Okay, now you know about the wasps, but I have not appropriate emphasized the sweat. No, that’s an understatement; the SWEAT. Rivulets running down our arms without end -that was our lot for the first day of trekking on flat, un-shaded savanna terrain between the city of Kédougou and the village of Bandafassi. Why would we do this to ourselves? 1) We wanna walk. It felt so good to get my heart pumping again. 2) Who wants to pay for a Quatre-quatre car at 50,000 francs par jour (~$100)?!?! We are poor students. We definitely brought canned food to save on lunches and sterilized shower water so that we wouldn’t have to pay for the bottled stuff. When our guide, Alfar, found out about that, we suddenly started getting free breakfasts at all of the campements. Its good to be a starving student! But I digress; the SWEAT. I never knew the true significance of this word until I perspired my entire bodyweight over the course of three days on that baked, savanna road. The shaded jungle treks, with only demi-rivultes running along the brow and not-quite-so-soaked clothing, felt exceptionally mild on the following few days. Ah! It was good to have to pee again! And dad, your Elmer’s Glue sunblock is the nectar of the gods; t’aint any other goo that’ll stick in spite of those rivers of sweat! (PS Don’t worry peeps; we drank LOTS of water.)

Other highlights?...

Learning some traditional pottery-making impromptu with the women of a hill-top village. I have an open invite to come back, perhaps during my rural visit in three weeks, to learn from them. So cool.

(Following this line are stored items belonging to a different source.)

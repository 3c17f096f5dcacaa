//! svj-siginj - signal-injection limit pipeline for the boosted SVJ search.
//!
//! Drives the external analysis tools through datacard generation, toy
//! generation with an injected signal, expected and observed likelihood
//! scans, and a brazil plot.

#![warn(missing_docs)]

pub mod cli;
pub mod config;
pub mod constants;
pub mod error;
pub mod output;
pub mod pipeline;

use config::{Config, load_default_config, load_explicit_config, validate_config};
use constants::exit_codes;
use output::{RunSummary, progress, write_summary};
use pipeline::{
    DryRunRunner, ExecuteOptions, PipelineReport, ProcessRunner, RunConfig, build_plan, execute,
    today,
};
use std::path::Path;
use tracing::{debug, info, warn};

pub use error::{Error, Result};

/// Main entry point for the svj-siginj CLI.
///
/// Returns the exit code the process should end with: that of the last
/// external command run.
pub fn run() -> Result<i32> {
    let cli = match cli::parse_from(std::env::args_os()) {
        Ok(cli) => cli,
        Err(Error::Usage(err)) => err.exit(),
        Err(e) => return Err(e),
    };

    init_logging(cli.verbose, cli.quiet);

    if let Err(e) = ctrlc::set_handler(|| {
        warn!("Interrupted");
        std::process::exit(exit_codes::INTERRUPTED);
    }) {
        warn!("Failed to install Ctrl+C handler: {e}");
    }

    let config = load_config(cli.config.as_deref())?;
    validate_config(&config)?;

    let run = RunConfig::resolve(&cli, &config.defaults, &today());
    if let Some(toys_date) = &run.toys_date {
        debug!("Toys date {toys_date} is accepted but not used by any step");
    }
    info!(
        "Selection {}, mInj={}, mDark={}, rinv={}, siginj={}, masses: {:?}",
        run.sel, run.m_inj, run.m_dark, run.rinv, run.siginj, run.m_med_values
    );

    let steps = build_plan(&run);
    let options = ExecuteOptions {
        fail_fast: cli.fail_fast,
    };

    let progress_enabled = !cli.quiet && !cli.no_progress && !cli.dry_run;
    let progress_bar = progress::create_step_progress(steps.len(), progress_enabled);

    let report = if cli.dry_run {
        execute(
            &steps,
            &config.tools,
            &mut DryRunRunner,
            options,
            progress_bar.as_ref(),
        )
    } else {
        let mut runner = ProcessRunner::new(config.tools.working_dir.clone());
        execute(
            &steps,
            &config.tools,
            &mut runner,
            options,
            progress_bar.as_ref(),
        )
    };

    progress::finish_progress(progress_bar, finish_message(&report));

    if let Some(path) = &cli.summary {
        write_summary(path, &RunSummary::new(&run, &report, cli.dry_run))?;
        info!("Wrote run summary: {}", path.display());
    }

    Ok(report.exit_code)
}

/// Load the explicitly named config file, or the platform default.
fn load_config(explicit: Option<&Path>) -> Result<Config> {
    match explicit {
        Some(path) => {
            info!("Loading config: {}", path.display());
            load_explicit_config(path)
        }
        None => load_default_config(),
    }
}

fn finish_message(report: &PipelineReport) -> &'static str {
    if !report.skipped.is_empty() {
        "Stopped"
    } else if report.failures().next().is_some() {
        "Completed with failures"
    } else {
        "Complete"
    }
}

fn init_logging(verbose: u8, quiet: bool) {
    use tracing_subscriber::{EnvFilter, fmt};

    let filter_str = if quiet {
        "warn"
    } else {
        match verbose {
            0 => "info",
            1 => "debug",
            _ => "trace",
        }
    };

    let filter = EnvFilter::try_from_default_env().unwrap_or_else(|_| EnvFilter::new(filter_str));

    fmt().with_env_filter(filter).init();
}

Alfonso the ity-bity monkey at the Dindenfelo campement. You will see pictures of him later. Suffice to say that he actually put his little lips to the lip of some fine china in an attempt to steal come coffee from breakfast. Absolute cutie, little rascal, and wild animal all in one.

Peanuts! I’d never had a fresh peanut before this trip! Sure, I’d already realized the folly that is American peanuts. Pshaw! Those things are stale by the time they get to us. Real peanuts must be had in the country whose main export is peanuts. But in Dakar, I’d only had the grilled ones. Who knew that you ccould have them uncooked, with that lovely green flavor still embedded deep within? Since it is peanut season, every household that we stopped by offered us handfuls of peanuts fresh out of the ground. I found the peanut plants exceedingly interesting, with the peanuts as sorts of fungal-esk growths on the roots. I didn’t get to go out and pick peanuts with my buddies because I was feeling ill, but they got to get down and dirty, pulling up the stalks to uncover the root structures plein de cacahuetes – abundantly full of peanuts. These bundles of plants could be seen pilled on top of shade structures and unshelled peanuts were out drying in every yard. Peanuts were everywhere.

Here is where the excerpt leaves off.